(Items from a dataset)
::::
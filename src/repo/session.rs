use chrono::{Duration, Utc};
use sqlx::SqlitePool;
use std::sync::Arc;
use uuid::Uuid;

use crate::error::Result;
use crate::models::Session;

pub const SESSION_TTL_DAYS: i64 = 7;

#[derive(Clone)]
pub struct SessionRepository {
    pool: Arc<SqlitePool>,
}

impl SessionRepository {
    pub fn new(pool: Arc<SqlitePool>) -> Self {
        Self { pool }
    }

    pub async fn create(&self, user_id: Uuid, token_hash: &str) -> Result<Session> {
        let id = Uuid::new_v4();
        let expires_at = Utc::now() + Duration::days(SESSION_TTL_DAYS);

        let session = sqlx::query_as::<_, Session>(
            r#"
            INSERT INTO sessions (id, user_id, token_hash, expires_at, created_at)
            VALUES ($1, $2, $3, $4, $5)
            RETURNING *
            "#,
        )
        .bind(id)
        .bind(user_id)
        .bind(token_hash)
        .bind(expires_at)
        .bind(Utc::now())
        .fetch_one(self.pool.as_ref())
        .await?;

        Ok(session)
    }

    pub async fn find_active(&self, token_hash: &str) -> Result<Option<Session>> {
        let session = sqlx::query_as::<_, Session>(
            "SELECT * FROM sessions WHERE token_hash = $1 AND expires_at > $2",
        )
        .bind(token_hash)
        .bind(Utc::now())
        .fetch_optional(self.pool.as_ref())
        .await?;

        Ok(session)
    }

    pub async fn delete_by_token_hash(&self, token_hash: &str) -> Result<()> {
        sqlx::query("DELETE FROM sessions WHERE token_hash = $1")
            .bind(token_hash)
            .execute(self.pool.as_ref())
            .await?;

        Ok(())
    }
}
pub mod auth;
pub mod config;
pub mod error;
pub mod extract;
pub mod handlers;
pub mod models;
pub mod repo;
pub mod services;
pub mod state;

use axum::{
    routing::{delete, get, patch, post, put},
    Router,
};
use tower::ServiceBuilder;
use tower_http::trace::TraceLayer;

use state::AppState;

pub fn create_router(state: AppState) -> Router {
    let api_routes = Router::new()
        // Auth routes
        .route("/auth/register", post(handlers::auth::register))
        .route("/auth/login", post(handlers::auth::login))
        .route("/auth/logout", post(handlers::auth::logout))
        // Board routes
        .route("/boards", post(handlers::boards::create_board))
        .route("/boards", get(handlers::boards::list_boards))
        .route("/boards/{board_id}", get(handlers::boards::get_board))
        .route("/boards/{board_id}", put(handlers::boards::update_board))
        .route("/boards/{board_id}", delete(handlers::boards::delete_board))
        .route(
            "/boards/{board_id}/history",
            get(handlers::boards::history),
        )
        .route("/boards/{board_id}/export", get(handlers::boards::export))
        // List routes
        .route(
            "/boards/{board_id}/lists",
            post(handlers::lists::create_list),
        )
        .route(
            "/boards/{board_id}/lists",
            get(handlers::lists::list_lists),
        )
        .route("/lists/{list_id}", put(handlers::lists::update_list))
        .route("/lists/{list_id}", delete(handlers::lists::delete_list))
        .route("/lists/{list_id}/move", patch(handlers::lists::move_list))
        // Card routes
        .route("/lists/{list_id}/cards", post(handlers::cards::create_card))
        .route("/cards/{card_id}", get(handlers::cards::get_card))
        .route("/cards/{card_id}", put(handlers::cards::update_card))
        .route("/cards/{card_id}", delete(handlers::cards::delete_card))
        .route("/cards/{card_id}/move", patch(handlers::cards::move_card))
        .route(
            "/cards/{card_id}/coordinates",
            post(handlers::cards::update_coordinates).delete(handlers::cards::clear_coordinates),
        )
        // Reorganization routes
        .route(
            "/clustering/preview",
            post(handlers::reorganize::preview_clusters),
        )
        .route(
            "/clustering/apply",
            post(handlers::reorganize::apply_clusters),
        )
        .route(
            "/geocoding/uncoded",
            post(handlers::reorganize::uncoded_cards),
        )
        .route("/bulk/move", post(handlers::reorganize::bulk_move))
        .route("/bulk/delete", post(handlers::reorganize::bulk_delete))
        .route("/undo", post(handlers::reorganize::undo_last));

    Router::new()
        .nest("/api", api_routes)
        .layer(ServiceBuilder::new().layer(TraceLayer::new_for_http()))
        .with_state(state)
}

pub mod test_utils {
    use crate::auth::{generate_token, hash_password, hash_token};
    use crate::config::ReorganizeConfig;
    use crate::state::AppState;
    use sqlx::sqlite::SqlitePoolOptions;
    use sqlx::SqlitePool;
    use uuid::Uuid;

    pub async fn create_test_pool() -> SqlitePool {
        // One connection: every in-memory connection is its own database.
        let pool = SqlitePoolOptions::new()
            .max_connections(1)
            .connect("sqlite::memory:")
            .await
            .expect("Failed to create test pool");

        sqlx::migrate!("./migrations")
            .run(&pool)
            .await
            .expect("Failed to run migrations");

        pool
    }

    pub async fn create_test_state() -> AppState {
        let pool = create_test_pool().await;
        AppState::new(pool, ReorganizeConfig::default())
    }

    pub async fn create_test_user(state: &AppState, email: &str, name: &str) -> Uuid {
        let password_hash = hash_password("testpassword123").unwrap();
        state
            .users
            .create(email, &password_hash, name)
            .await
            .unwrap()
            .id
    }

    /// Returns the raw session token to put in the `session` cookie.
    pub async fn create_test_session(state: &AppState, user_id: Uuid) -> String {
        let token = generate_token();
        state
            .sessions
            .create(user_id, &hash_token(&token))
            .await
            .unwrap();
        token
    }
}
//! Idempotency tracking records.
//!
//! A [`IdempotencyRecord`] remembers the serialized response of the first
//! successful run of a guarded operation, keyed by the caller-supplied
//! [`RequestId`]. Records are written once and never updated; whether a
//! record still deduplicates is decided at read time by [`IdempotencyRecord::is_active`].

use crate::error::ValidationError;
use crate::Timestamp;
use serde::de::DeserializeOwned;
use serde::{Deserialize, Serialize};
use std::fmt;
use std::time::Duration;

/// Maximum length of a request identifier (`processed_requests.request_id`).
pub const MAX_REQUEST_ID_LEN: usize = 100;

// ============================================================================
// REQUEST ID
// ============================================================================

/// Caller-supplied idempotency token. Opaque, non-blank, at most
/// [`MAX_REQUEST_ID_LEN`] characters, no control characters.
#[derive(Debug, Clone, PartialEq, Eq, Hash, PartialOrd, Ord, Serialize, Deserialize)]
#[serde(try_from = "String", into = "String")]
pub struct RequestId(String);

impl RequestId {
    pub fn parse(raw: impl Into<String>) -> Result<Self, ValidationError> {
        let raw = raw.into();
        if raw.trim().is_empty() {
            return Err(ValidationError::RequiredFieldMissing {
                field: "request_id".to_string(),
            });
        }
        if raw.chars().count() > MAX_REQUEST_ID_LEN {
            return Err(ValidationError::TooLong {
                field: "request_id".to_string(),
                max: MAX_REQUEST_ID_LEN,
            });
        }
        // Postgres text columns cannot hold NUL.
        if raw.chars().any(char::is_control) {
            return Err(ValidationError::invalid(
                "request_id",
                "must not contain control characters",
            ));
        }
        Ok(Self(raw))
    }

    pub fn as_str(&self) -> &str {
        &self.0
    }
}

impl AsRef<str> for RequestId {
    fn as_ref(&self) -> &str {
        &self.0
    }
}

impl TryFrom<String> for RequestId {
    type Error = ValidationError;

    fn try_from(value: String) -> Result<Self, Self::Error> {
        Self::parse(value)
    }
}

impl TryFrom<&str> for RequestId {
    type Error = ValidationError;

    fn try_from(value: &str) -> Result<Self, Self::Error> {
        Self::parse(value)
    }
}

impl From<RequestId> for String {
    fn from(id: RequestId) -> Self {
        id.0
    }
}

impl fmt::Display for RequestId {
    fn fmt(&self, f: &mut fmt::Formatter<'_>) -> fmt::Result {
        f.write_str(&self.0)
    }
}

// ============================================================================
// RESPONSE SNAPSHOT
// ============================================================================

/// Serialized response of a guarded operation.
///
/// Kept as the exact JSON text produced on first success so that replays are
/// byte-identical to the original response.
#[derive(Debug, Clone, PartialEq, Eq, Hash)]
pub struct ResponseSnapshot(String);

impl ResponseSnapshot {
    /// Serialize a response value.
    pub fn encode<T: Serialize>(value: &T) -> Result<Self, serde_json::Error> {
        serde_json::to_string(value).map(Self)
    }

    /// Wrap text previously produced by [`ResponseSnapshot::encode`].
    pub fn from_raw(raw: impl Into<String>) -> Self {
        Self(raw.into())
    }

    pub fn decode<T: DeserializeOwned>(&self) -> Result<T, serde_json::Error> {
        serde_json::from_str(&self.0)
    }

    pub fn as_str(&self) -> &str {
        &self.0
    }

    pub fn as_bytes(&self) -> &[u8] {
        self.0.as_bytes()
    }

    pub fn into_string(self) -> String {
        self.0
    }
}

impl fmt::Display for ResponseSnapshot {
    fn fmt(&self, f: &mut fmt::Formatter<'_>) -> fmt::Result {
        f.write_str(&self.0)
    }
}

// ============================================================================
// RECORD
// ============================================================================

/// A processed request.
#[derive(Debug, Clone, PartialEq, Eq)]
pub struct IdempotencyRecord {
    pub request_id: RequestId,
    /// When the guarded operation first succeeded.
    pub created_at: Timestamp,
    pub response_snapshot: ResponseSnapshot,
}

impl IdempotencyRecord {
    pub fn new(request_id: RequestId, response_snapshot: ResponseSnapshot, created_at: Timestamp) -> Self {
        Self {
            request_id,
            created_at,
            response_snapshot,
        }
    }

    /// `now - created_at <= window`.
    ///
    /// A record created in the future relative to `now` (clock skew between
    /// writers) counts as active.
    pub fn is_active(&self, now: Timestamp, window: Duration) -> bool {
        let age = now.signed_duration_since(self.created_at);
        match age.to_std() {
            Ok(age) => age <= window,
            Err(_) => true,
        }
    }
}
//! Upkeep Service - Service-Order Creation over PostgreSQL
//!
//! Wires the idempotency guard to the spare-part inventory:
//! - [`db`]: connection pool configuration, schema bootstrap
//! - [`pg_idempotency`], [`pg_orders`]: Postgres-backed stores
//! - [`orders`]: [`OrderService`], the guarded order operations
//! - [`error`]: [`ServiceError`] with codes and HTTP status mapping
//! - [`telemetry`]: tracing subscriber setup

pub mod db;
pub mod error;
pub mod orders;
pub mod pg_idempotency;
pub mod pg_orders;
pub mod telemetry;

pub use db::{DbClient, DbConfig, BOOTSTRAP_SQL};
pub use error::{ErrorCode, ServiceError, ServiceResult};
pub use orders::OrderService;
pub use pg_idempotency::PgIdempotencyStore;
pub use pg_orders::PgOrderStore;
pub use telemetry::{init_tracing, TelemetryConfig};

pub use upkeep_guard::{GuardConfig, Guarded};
::::
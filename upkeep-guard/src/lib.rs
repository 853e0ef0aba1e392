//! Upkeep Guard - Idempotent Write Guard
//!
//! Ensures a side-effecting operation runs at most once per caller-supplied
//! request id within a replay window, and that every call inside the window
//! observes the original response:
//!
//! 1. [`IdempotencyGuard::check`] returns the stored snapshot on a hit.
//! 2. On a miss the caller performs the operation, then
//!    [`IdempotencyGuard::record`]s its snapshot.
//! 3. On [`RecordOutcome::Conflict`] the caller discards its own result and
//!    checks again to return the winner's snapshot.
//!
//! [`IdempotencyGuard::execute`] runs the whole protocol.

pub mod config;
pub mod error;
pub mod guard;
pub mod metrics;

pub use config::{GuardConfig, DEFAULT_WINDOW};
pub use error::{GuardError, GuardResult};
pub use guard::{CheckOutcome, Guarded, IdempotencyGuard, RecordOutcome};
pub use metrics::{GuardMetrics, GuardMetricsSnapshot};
::::
**The task**
Could you return exactly the lines above from the line with "impl fmt::Display for ResponseSnapshot" to the line with "operation first succeeded.", both included, and nothing else?

**Exercise answer**
impl fmt::Display for ResponseSnapshot {
    fn fmt(&self, f: &mut fmt::Formatter<'_>) -> fmt::Result {
        f.write_str(&self.0)
    }
}

// ============================================================================
// RECORD
// ============================================================================

/// A processed request.
#[derive(Debug, Clone, PartialEq, Eq)]
pub struct IdempotencyRecord {
    pub request_id: RequestId,
    /// When the guarded operation first succeeded.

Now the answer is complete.